The man who masters himself is delivered
from the force that binds all creatures.
—Johann Wolfgang von Goethe
Chlorophyll faint in Cat’s nose. Darkness. Something moving in the shadows. She turns her head to the movement, squinting, her Glock drawn.
“I am pleased that you have come, Catherine.” Dupont’s calm voice.
She moves toward the sound. “Uh-huh.”
Something small down below Dupont. A groan.
“Joey?”
“He’s here. Breathe deeply child.”
La Blanca is totally dark.
A minute passes before she speaks. “You’ve hurt him?”
“No, he’s just under sedation.” In the moonlight, she makes out the silhouette of Dupont lifting Joey, one hand under his arm. “There now, stand up. Try to stand up.
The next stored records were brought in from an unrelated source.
// Copyright (c) 2023 Mike Tsao. All rights reserved.

use anyhow::{bail, Result};
use log::debug;
use midly::live::{LiveEvent, MtcQuarterFrameMessage, SystemCommon};
use tactus_core::{
    midi::{u4, u7},
    time::{FrameRate, TimeCode},
    traits::MessageSink,
};

/// The two-frame quarter-frame cycle repeats a whole number of times in two
/// seconds at every supported rate (24, 25, and 30 fps), so phase arithmetic
/// modulo this window stays exact over arbitrarily long runs.
const PHASE_WINDOW_MILLIS: u64 = 2_000;

/// [TimeCodeGenerator] emits MIDI Time Code: one of the eight rotating
/// quarter-frame messages as the song position crosses each quarter-frame
/// boundary, and a full-frame SysEx on rewind.
///
/// Feed it the engine's song-position milliseconds once per pump via
/// [check()](TimeCodeGenerator::check). The emission schedule is derived
/// from the absolute position, not from counting calls, so a late pump
/// shifts a message by at most the lateness and nothing drifts.
///
/// Drop-frame is not generated; constructing with [FrameRate::Fps2997Drop]
/// fails.
#[derive(Debug)]
pub struct TimeCodeGenerator {
    sink: Box<dyn MessageSink>,
    rate: FrameRate,
    requested_rate: Option<FrameRate>,
    previous_quarter_frame: i8,
    time: TimeCode,
}
impl TimeCodeGenerator {
    pub fn new(rate: FrameRate, sink: Box<dyn MessageSink>) -> Result<Self> {
        if rate.is_drop_frame() {
            bail!("drop-frame time code is not supported");
        }
        Ok(Self {
            sink,
            rate,
            requested_rate: None,
            previous_quarter_frame: -1,
            time: TimeCode::default(),
        })
    }

    pub fn rate(&self) -> FrameRate {
        self.rate
    }

    /// The timecode captured at the most recent quarter-frame-zero boundary.
    pub fn time_code(&self) -> TimeCode {
        self.time
    }

    /// Applies a rate immediately. Only valid while the engine is not
    /// checking; the running path goes through
    /// [request_rate()](TimeCodeGenerator::request_rate).
    pub(crate) fn set_rate(&mut self, rate: FrameRate) -> Result<()> {
        if rate.is_drop_frame() {
            bail!("drop-frame time code is not supported");
        }
        self.rate = rate;
        Ok(())
    }

    /// Defers a rate change; the next [check()](TimeCodeGenerator::check)
    /// swaps it in, synchronously with the engine thread.
    pub(crate) fn request_rate(&mut self, rate: FrameRate) -> Result<()> {
        if rate.is_drop_frame() {
            bail!("drop-frame time code is not supported");
        }
        self.requested_rate = Some(rate);
        Ok(())
    }

    /// Looks at the song position and emits a quarter frame if the position
    /// has entered a new quarter-frame slot since the last look. The half-
    /// slot bias rounds emission to the nearest millisecond, keeping jitter
    /// within half a millisecond of nominal at 24 and 30 fps and at zero at
    /// 25 fps, scheduling aside.
    pub fn check(&mut self, millis: u64) {
        if let Some(rate) = self.requested_rate.take() {
            self.rate = rate;
        }
        let millis_per_frame = self.rate.millis_per_frame();
        let quarter_frames_per_milli = 4.0 / millis_per_frame;
        let frame_phase = ((millis % PHASE_WINDOW_MILLIS) as f64 / millis_per_frame) % 2.0;
        let slot = quarter_frames_per_milli / 2.0 + 4.0 * frame_phase;
        let quarter_frame = (slot.floor() as i8) % 8;
        if quarter_frame != self.previous_quarter_frame {
            if quarter_frame == 0 {
                self.time = TimeCode::from_millis(millis, self.rate);
            }
            self.send_quarter_frame(quarter_frame as u8);
            self.previous_quarter_frame = quarter_frame;
        }
    }

    /// Back to 00:00:00:00: resets the rotation and tells downstream gear
    /// where we are with a full-frame message.
    pub fn rewind(&mut self) {
        self.previous_quarter_frame = -1;
        self.time = TimeCode::default();
        self.send_full_frame();
    }

    fn send_quarter_frame(&mut self, quarter_frame: u8) {
        let (piece, value) = match quarter_frame {
            0 => (MtcQuarterFrameMessage::FramesLow, self.time.frames & 0x0f),
            1 => (MtcQuarterFrameMessage::FramesHigh, self.time.frames >> 4),
            2 => (MtcQuarterFrameMessage::SecondsLow, self.time.seconds & 0x0f),
            3 => (MtcQuarterFrameMessage::SecondsHigh, self.time.seconds >> 4),
            4 => (MtcQuarterFrameMessage::MinutesLow, self.time.minutes & 0x0f),
            5 => (MtcQuarterFrameMessage::MinutesHigh, self.time.minutes >> 4),
            6 => (MtcQuarterFrameMessage::HoursLow, self.time.hours & 0x0f),
            _ => (
                MtcQuarterFrameMessage::HoursHigh,
                (self.time.hours >> 4) | (self.rate.mtc_code() << 1),
            ),
        };
        let event = LiveEvent::Common(SystemCommon::MidiTimeCodeQuarterFrame(
            piece,
            u4::from(value),
        ));
        if self.sink.transport(event, 0).is_err() {
            debug!("time code sink rejected a quarter frame");
        }
    }

    fn send_full_frame(&mut self) {
        let data = [
            0x7f,
            0x7f,
            0x01,
            0x01,
            (self.rate.mtc_code() << 5) | self.time.hours,
            self.time.minutes,
            self.time.seconds,
            self.time.frames,
        ]
        .map(u7::from_int_lossy);
        let event = LiveEvent::Common(SystemCommon::SysEx(&data));
        if self.sink.transport(event, 0).is_err() {
            debug!("time code sink rejected a full frame");
        }
    }
}

#[cfg(test)]
mod tests {
    use super::*;
    use crate::tests::RecordingSink;
    use std::sync::{Arc, Mutex};

    const QUARTER_FRAME_STATUS: u8 = 0xf1;
    const SYSEX_STATUS: u8 = 0xf0;

    fn generator(rate: FrameRate) -> (TimeCodeGenerator, Arc<Mutex<Vec<(Vec<u8>, u64)>>>) {
        let sink = RecordingSink::default();
        let events = sink.events();
        (TimeCodeGenerator::new(rate, Box::new(sink)).unwrap(), events)
    }

    fn quarter_frames(events: &[(Vec<u8>, u64)]) -> Vec<(u8, u8)> {
        events
            .iter()
            .filter(|(buf, _)| buf[0] == QUARTER_FRAME_STATUS)
            .map(|(buf, _)| (buf[1] >> 4, buf[1] & 0x0f))
            .collect()
    }

    #[test]
    fn rejects_drop_frame() {
        let sink = RecordingSink::default();
        assert!(TimeCodeGenerator::new(FrameRate::Fps2997Drop, Box::new(sink)).is_err());

        let (mut generator, _events) = generator(FrameRate::Fps25);
        assert!(generator.set_rate(FrameRate::Fps2997Drop).is_err());
        assert!(generator.request_rate(FrameRate::Fps2997Drop).is_err());
    }

    #[test]
    fn quarter_frames_rotate_at_nominal_times() {
        let (mut generator, events) = generator(FrameRate::Fps25);
        for millis in 0..=80 {
            generator.check(millis);
        }
        let frames = quarter_frames(&events.lock().unwrap());
        let pieces: Vec<u8> = frames.iter().map(|(piece, _)| *piece).collect();
        assert_eq!(pieces, vec![0, 1, 2, 3, 4, 5, 6, 7, 0]);
    }

    #[test]
    fn quarter_frame_counts_match_the_rate() {
        for (rate, expected) in [
            (FrameRate::Fps24, 192),
            (FrameRate::Fps25, 200),
            (FrameRate::Fps30, 240),
        ] {
            let (mut generator, events) = generator(rate);
            for millis in 0..2_000 {
                generator.check(millis);
            }
            let count = events.lock().unwrap().len();
            assert_eq!(count, expected, "rate {rate}");
        }
    }

    #[test]
    fn rotation_is_strict_over_a_long_run() {
        let (mut generator, events) = generator(FrameRate::Fps24);
        for millis in 0..5_000 {
            generator.check(millis);
        }
        let frames = quarter_frames(&events.lock().unwrap());
        for (i, (piece, _)) in frames.iter().enumerate() {
            assert_eq!(*piece as usize, i % 8);
        }
    }

    #[test]
    fn caches_time_at_quarter_frame_zero() {
        let (mut generator, _events) = generator(FrameRate::Fps25);
        generator.check(3_661_123);
        assert_eq!(
            generator.time_code(),
            TimeCode {
                hours: 1,
                minutes: 1,
                seconds: 1,
                frames: 3
            }
        );
    }

    #[test]
    fn quarter_frames_carry_the_cached_time() {
        let (mut generator, events) = generator(FrameRate::Fps25);
        // 1 h, 1 min, 1 s in: walk one full rotation from a qf0 boundary
        let start = 3_661_120;
        for millis in start..start + 81 {
            generator.check(millis);
        }
        let frames = quarter_frames(&events.lock().unwrap());
        // frames for 120 ms into the second: round(120/40) = 3
        assert_eq!(frames[0], (0, 3)); // frames low
        assert_eq!(frames[1], (1, 0)); // frames high
        assert_eq!(frames[2], (2, 1)); // seconds low
        assert_eq!(frames[3], (3, 0));
        assert_eq!(frames[4], (4, 1)); // minutes low
        assert_eq!(frames[5], (5, 0));
        assert_eq!(frames[6], (6, 1)); // hours low
        assert_eq!(frames[7].0, 7);
        // hours high carries the rate code for 25 fps in bits 1..2
        assert_eq!(frames[7].1, FrameRate::Fps25.mtc_code() << 1);
    }

    #[test]
    fn rewind_emits_a_full_frame() {
        let (mut generator, events) = generator(FrameRate::Fps30);
        for millis in 0..100 {
            generator.check(millis);
        }
        events.lock().unwrap().clear();
        generator.rewind();

        let events = events.lock().unwrap();
        assert_eq!(events.len(), 1);
        let (buf, _) = &events[0];
        assert_eq!(buf[0], SYSEX_STATUS);
        assert_eq!(
            &buf[1..],
            &[
                0x7f,
                0x7f,
                0x01,
                0x01,
                FrameRate::Fps30.mtc_code() << 5,
                0x00,
                0x00,
                0x00,
                0xf7
            ]
        );
        assert_eq!(generator.time_code(), TimeCode::default());
    }

    #[test]
    fn rate_change_requests_are_deferred_to_the_next_check() {
        let (mut generator, _events) = generator(FrameRate::Fps25);
        generator.check(0);
        generator.request_rate(FrameRate::Fps30).unwrap();
        assert_eq!(generator.rate(), FrameRate::Fps25);
        generator.check(1);
        assert_eq!(generator.rate(), FrameRate::Fps30);
    }
}
/// [Sequencer] drives event playback from a bound [EventSource] against an
/// internal tempo clock, or against externally supplied clock pulses, while
/// optionally generating MIDI Time Code for downstream gear.
///
/// The engine thread wakes roughly every millisecond, measures how many
/// microseconds actually elapsed, and feeds that to the active clock, so
/// scheduling jitter shifts events by at most a pump interval without ever
/// accumulating. Source callbacks run synchronously on that thread and must
/// not block.
pub struct Sequencer {
    state: Arc<SharedState>,
    source: Option<Arc<Mutex<dyn EventSource>>>,
    resolution: u32,
    clocks_per_quarter: u32,
    slave: Option<Arc<SlaveState>>,
    timecode: Option<Arc<Mutex<TimeCodeGenerator>>>,
    observers: Observers,
    stop_on_empty: bool,
    handle: Option<JoinHandle<()>>,
}
impl Default for Sequencer {
    fn default() -> Self {
        Self::new()
    }
}
impl Sequencer {
    pub fn new() -> Self {
        Self {
            state: Arc::new(SharedState::default()),
            source: None,
            resolution: 0,
            clocks_per_quarter: 0,
            slave: None,
            timecode: None,
            observers: Arc::new(Mutex::new(Vec::default())),
            stop_on_empty: false,
            handle: None,
        }
    }

    /// Binds a source. Resets tempo to the default, rewinds to tick zero,
    /// hands the source its tempo back-channel, and flushes anything the
    /// previous binding left sounding. Fails while running.
    pub fn set_source(&mut self, source: Arc<Mutex<dyn EventSource>>) -> Result<()> {
        self.ensure_stopped("set_source")?;
        let resolution = {
            let mut source = source
                .lock()
                .map_err(|_| anyhow!("source lock poisoned"))?;
            let resolution = source.resolution();
            if resolution == 0 {
                bail!("source {} reports zero resolution", source.name());
            }
            Self::check_divisibility(resolution, self.clocks_per_quarter)?;
            source.control(Arc::new(TempoControl {
                state: Arc::clone(&self.state),
            }));
            source.return_to_zero();
            source.stopped();
            resolution
        };
        self.resolution = resolution;
        self.state.set_bpm(DEFAULT_BPM);
        self.state.reset_position();
        self.source = Some(source);
        Ok(())
    }

    /// Selects the clock domain: zero means the internal master clock, a
    /// positive value locks to that many external pulses per quarter note.
    /// The value must divide the source's resolution evenly. Fails while
    /// running; switching domains mid-play is deliberately unsupported.
    pub fn set_clocks_per_quarter(&mut self, clocks_per_quarter: u32) -> Result<()> {
        self.ensure_stopped("set_clocks_per_quarter")?;
        if self.source.is_some() {
            Self::check_divisibility(self.resolution, clocks_per_quarter)?;
        }
        self.clocks_per_quarter = clocks_per_quarter;
        self.slave = if clocks_per_quarter > 0 {
            Some(Arc::new(SlaveState::new(
                clocks_per_quarter,
                Arc::clone(&self.state),
            )))
        } else {
            None
        };
        Ok(())
    }

    /// Starts the engine thread. Idempotent: a second play() while running
    /// is a no-op. Fails without a source.
    pub fn play(&mut self) -> Result<()> {
        self.reap();
        if self.state.is_running() {
            return Ok(());
        }
        let source = self
            .source
            .clone()
            .ok_or_else(|| anyhow!("play() without a source"))?;
        let clock = match &self.slave {
            Some(slave) => {
                let multiplier = (self.resolution / slave.clocks_per_quarter()) as i64;
                slave.prepare(multiplier, self.state.tick_position());
                Clock::Slave(SlaveClock::new(Arc::clone(slave)))
            }
            None => Clock::Master(MasterClock::default()),
        };
        self.state.running.store(true, Ordering::Release);
        let transport = Transport {
            state: Arc::clone(&self.state),
            source,
            clock,
            ticks_per_quarter: self.resolution,
            slave: self.slave.clone(),
            timecode: self.timecode.clone(),
            observers: Arc::clone(&self.observers),
            stop_on_empty: self.stop_on_empty,
        };
        // observers hear Playing before the engine thread can possibly
        // deliver Stopped (it might, immediately, with stop_on_empty)
        notify(&self.observers, TransportEvent::Playing);
        match std::thread::Builder::new()
            .name("tactus-transport".into())
            .spawn(move || transport.run())
        {
            Ok(handle) => self.handle = Some(handle),
            Err(e) => {
                self.state.running.store(false, Ordering::Release);
                notify(&self.observers, TransportEvent::Stopped);
                return Err(e.into());
            }
        }
        Ok(())
    }

    /// Signals the engine thread and waits for it to drain. Idempotent:
    /// stopping a stopped engine is a no-op. Observers hear
    /// [TransportEvent::Stopped] only after the drain protocol has run.
    pub fn stop(&mut self) -> Result<()> {
        if self.source.is_none() {
            bail!("stop() without a source");
        }
        self.state.running.store(false, Ordering::Release);
        self.reap();
        Ok(())
    }

    /// Rewinds to tick zero and, when timecode output is configured, emits
    /// a full MTC frame at 00:00:00:00. Fails while running.
    pub fn return_to_zero(&mut self) -> Result<()> {
        self.ensure_stopped("return_to_zero")?;
        if let Some(source) = &self.source {
            source
                .lock()
                .map_err(|_| anyhow!("source lock poisoned"))?
                .return_to_zero();
        }
        self.state.reset_position();
        if let Some(timecode) = &self.timecode {
            if let Ok(mut timecode) = timecode.lock() {
                timecode.rewind();
            }
        }
        Ok(())
    }

    /// One external clock pulse. Call this from the driver delivering the
    /// external clock stream; it is safe from any thread. Ignored in master
    /// mode.
    pub fn clock(&self) {
        if let Some(slave) = &self.slave {
            slave.pulse();
        }
    }

    pub fn bpm(&self) -> ParameterType {
        self.state.bpm()
    }

    /// Writable at any time; takes effect on the engine's next interval,
    /// beginning a new constant-tempo segment.
    pub fn set_bpm(&self, bpm: ParameterType) {
        if bpm > 0.0 {
            self.state.set_bpm(bpm);
        }
    }

    pub fn tempo_factor(&self) -> ParameterType {
        self.state.tempo_factor()
    }

    /// Scales the master tempo. Ignored while slaved to an external clock.
    pub fn set_tempo_factor(&self, factor: ParameterType) {
        if factor > 0.0 {
            self.state.set_tempo_factor(factor);
        }
    }

    pub fn tick_position(&self) -> Tick {
        self.state.tick_position()
    }

    pub fn is_running(&self) -> bool {
        self.state.is_running()
    }

    /// When enabled, the engine stops itself once every track reports the
    /// end-of-track sentinel for a full pump. Takes effect at the next
    /// play(). Off by default.
    pub fn set_stop_on_empty(&mut self, enabled: bool) {
        self.stop_on_empty = enabled;
    }

    /// Routes MIDI Time Code to `sink` at `rate`. Fails on the drop-frame
    /// rate and while running.
    pub fn set_timecode_output(&mut self, rate: FrameRate, sink: Box<dyn MessageSink>) -> Result<()> {
        self.ensure_stopped("set_timecode_output")?;
        self.timecode = Some(Arc::new(Mutex::new(TimeCodeGenerator::new(rate, sink)?)));
        Ok(())
    }

    /// Changes the timecode frame rate. While running the change is
    /// deferred and the engine thread swaps it in at its next check.
    pub fn set_timecode_rate(&mut self, rate: FrameRate) -> Result<()> {
        let Some(timecode) = &self.timecode else {
            bail!("no timecode output configured");
        };
        let mut timecode = timecode
            .lock()
            .map_err(|_| anyhow!("timecode lock poisoned"))?;
        if self.state.is_running() {
            timecode.request_rate(rate)
        } else {
            timecode.set_rate(rate)
        }
    }

    pub fn clear_timecode(&mut self) -> Result<()> {
        self.ensure_stopped("clear_timecode")?;
        self.timecode = None;
        Ok(())
    }

    /// Registers an observer. Callbacks are synchronous; see
    /// [TransportEvent] for which thread delivers what.
    pub fn add_observer(&mut self, observer: Box<dyn TransportObserver>) {
        if let Ok(mut observers) = self.observers.lock() {
            observers.push(observer);
        }
    }

    fn check_divisibility(resolution: u32, clocks_per_quarter: u32) -> Result<()> {
        if clocks_per_quarter == 0 {
            return Ok(());
        }
        if resolution < clocks_per_quarter || resolution % clocks_per_quarter != 0 {
            bail!(
                "clocks-per-quarter {} does not evenly divide resolution {}",
                clocks_per_quarter,
                resolution
            );
        }
        Ok(())
    }

    fn ensure_stopped(&mut self, what: &str) -> Result<()> {
        self.reap();
        if self.state.is_running() {
            bail!("{what} is not allowed while the engine is running");
        }
        Ok(())
    }

    /// Joins an engine thread that has already been told to exit (or exited
    /// on its own via stop-on-empty).
    fn reap(&mut self) {
        if !self.state.is_running() {
            if let Some(handle) = self.handle.take() {
                let _ = handle.join();
            }
        }
    }
}
impl Drop for Sequencer {
    fn drop(&mut self) {
        self.state.running.store(false, Ordering::Release);
        if let Some(handle) = self.handle.take() {
            let _ = handle.join();
        }
    }
}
Let your mother see you”
It is all Catherine can do not to rush to Joey, embrace her child.
Dupont continues talking to Joey. “Do you remember where you are?”
“That’s good.”
Joey moves forward, stumbles, and goes down on his knees, Dupont mimicking him in one swift movement so that Joey is in his grasp, Dupont’s hand firmly around his mouth.
Only then Joey realizes his mother’s presence.
He struggles to rise but a hand on his mouth, arm around his chest, holds him down.
“Stay still,” Dupont snarls.
From the looks of it, Joey’s determination is back. He doesn’t want to stay still.
“Joey, do as he tells you,” Catherine says, both trying to comfort and empower her child.
Joey stops fighting and stands, wrapped in Dupont’s grasp.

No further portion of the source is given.